For example, these demands require liquidity planning and overall asset and
liability management functions to be fundamentally rethought. Point-in-time
liquidity positions currently provided by static analysis of relevant financial
ratios are no longer sufficient, and a more near real-time view is being
required. Efficient allocation of capital is now seen as a major competitive
advantage, and risk-adjusted performance calculations require new
points of integration between risk and finance subject areas.

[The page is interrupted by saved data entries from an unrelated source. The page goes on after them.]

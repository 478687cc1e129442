// Copyright 2026 Open Nexus OS Contributors
// SPDX-License-Identifier: Apache-2.0

//! Bootstrap name registry binding.
//!
//! Wraps the raw bootstrap calls so callers receive owned rights instead of bare names.

use crate::{Kernel, ReceiveRight, Result, SendRight};

/// Registers `service` and takes ownership of the receive right behind it.
pub fn check_in<K: Kernel + ?Sized>(kernel: &K, service: &str) -> Result<ReceiveRight> {
    let name = kernel.check_in(service)?;
    log::debug!("bootstrap check-in {service} -> {name:#x}");
    Ok(ReceiveRight::from_raw(name))
}

/// Resolves `service` to an owned send right.
pub fn look_up<K: Kernel + ?Sized>(kernel: &K, service: &str) -> Result<SendRight> {
    let name = kernel.look_up(service)?;
    log::debug!("bootstrap look-up {service} -> {name:#x}");
    Ok(SendRight::from_raw(name))
}

/// Allocates a fresh, unregistered receive right.
pub fn new_receive_right<K: Kernel + ?Sized>(kernel: &K) -> Result<ReceiveRight> {
    kernel.allocate_receive().map(ReceiveRight::from_raw)
}
use crate::error::AppError;
use actix_web::web;
use bcrypt::{hash, verify};

pub fn hash_password(password: &str, cost: u32) -> Result<String, AppError> {
    hash(password, cost)
        .map_err(|e| AppError::InternalServerError(format!("Failed to hash password: {}", e)))
}

pub fn verify_password(password: &str, hashed_password: &str) -> Result<bool, AppError> {
    verify(password, hashed_password)
        .map_err(|e| AppError::InternalServerError(format!("Failed to verify password: {}", e)))
}

/// Runs [`hash_password`] on the blocking thread pool so request workers stay responsive.
pub async fn hash_password_off_thread(password: String, cost: u32) -> Result<String, AppError> {
    web::block(move || hash_password(&password, cost))
        .await
        .map_err(|e| AppError::InternalServerError(format!("Password hashing task failed: {}", e)))?
}

/// Runs [`verify_password`] on the blocking thread pool.
pub async fn verify_password_off_thread(
    password: String,
    hashed_password: String,
) -> Result<bool, AppError> {
    web::block(move || verify_password(&password, &hashed_password))
        .await
        .map_err(|e| AppError::InternalServerError(format!("Password check task failed: {}", e)))?
}

#[cfg(test)]
mod tests {
    use super::*;

    const TEST_COST: u32 = 4;

    #[test]
    fn test_password_hashing_and_verification() {
        let password = "test_password123";
        let hashed = hash_password(password, TEST_COST).unwrap();

        assert_ne!(hashed, password);
        assert!(verify_password(password, &hashed).unwrap());
        assert!(!verify_password("wrong_password", &hashed).unwrap());
    }

    #[test]
    fn test_verify_with_invalid_hash() {
        match verify_password("test_password123", "invalidhashformat") {
            Err(AppError::InternalServerError(msg)) => {
                assert!(msg.contains("Failed to verify password"));
            }
            Ok(false) => {}
            Ok(true) => panic!("Password verification should fail for invalid hash format"),
            Err(e) => panic!("Unexpected error: {:?}", e),
        }
    }

    #[actix_rt::test]
    async fn test_off_thread_helpers() {
        let hashed = hash_password_off_thread("hunter22".to_string(), TEST_COST)
            .await
            .unwrap();
        assert!(verify_password_off_thread("hunter22".to_string(), hashed.clone())
            .await
            .unwrap());
        assert!(!verify_password_off_thread("hunter23".to_string(), hashed)
            .await
            .unwrap());
    }
}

Additionally, complex stress tests, which put enormous pressure on the underlying
IT architecture, are required with increasing frequency and complexity. On the
Capital Markets side, regulatory efforts are focused on getting a more accurate
view of risk exposures across asset classes, lines of business and firms in
order to better predict and manage systemic interplays. Many firms are also
moving to a real-time monitoring of counterparty exposure, limits and other
risk controls. From the front office all the way to the boardroom, everyone is
keen on getting holistic views of exposures and positions and of risk-adjusted
performance.
Explosive
Data Growth
Perhaps
the most obvious driver is that financial transaction volumes are growing
leading to explosive data growth in financial services firms. In Capital
Markets, the pervasiveness of electronic trading has lead to a decrease in the
value of individual trades and an increase in the number of trades. The advent
of high turnover, low latency trading strategies generates considerable order
flow and an even larger stream of price quotes. Complex derivatives are
complicated to value and require several data points to help determine, among
other things, the probability of default, the value of LIBOR in the future, and
the expected date of the next ‘Black Swan’ event. In addition, new market rules
are forcing the OTC derivative market – the largest market by notional value –
toward an electronic environment.
Data
growth is not limited to capital markets businesses. The Capgemini/RBS Global
Payments study for 2011 estimates that the global volume for electronic
payments is about 260 billion and growing between 15 and 22% for developing
countries. As devices that consumers can use to initiate core transactions
proliferate, so too do the number of transactions they make. Not only is the
transaction volume increasing, the data points stored for each transaction are
also expanding. In order to combat fraud and to detect security breaches,
weblog data from bank’s Internet channels, geospatial data from smart phone
applications, etc., have to be stored and analyzed along with core operations
data. Up until the recent past, fraud analysis was usually performed over a
small sample of transactions, but increasingly banks are analyzing entire
transaction history data sets. Similarly, the number of data points for loan
portfolio evaluation is also increasing in order to accommodate better
predictive modeling.
Technology
Implications
The
technology ramifications of the broad industry trends outlined above are:
More
data and more different data types: Rapid growth in structured and unstructured
data from both internal and external sources requires better utilization of
existing technologies and new technologies to acquire, organize, integrate and
analyze data.
More
change and uncertainty: Pre-defined, fixed schemas may be too restrictive when
combining data from many different sources, and rapidly changing needs imply
schema changes must be allowed more easily.
More
unanticipated questions: Traditional BI systems work extremely well when the
questions to be asked are known. But business analysts frequently don’t know
all the questions they need to ask Self-service ability to explore data,
add new data, and construct analysis as required is an essential need for banks
driven by analytics.
More
real-time analytical decisions: Whether it is a front office trader or a back
office customer service rep, business users demand real-time delivery of
information. Event processors, real-time decision making engines and in-memory
analytical engines are crucial to meeting these demands.
The
Big Data Technology Continuum
So
how do we address the technology implications summarized in the previous
section? The two dimensional matrix below provides a convenient starting,
albeit incomplete, framework for decomposing the high-level technology
requirements for managing Big Data. The figure below depicts, along the
vertical dimension, the degree to which data is structured: Data can be
unstructured, semi-structured or structured. The second dimension is the
lifecycle of data: Data is first acquired and stored, then organized and
finally analyzed for business insight. But before we dive into the
technologies, a basic understanding of key terminology is in order.
We
define the structure in ‘structured data’ in alignment with what is expected in
relational technologies – that the data may be organized into records
identified by a unique key, with each record having the same number of
attributes, in the same order. Because each record has the same number of
attributes, the structure or schema need be defined once as metadata for the
table, and the data itself need not have metadata embedded in it.
Semi-structured
data also has structure, but the structure can vary from record to record.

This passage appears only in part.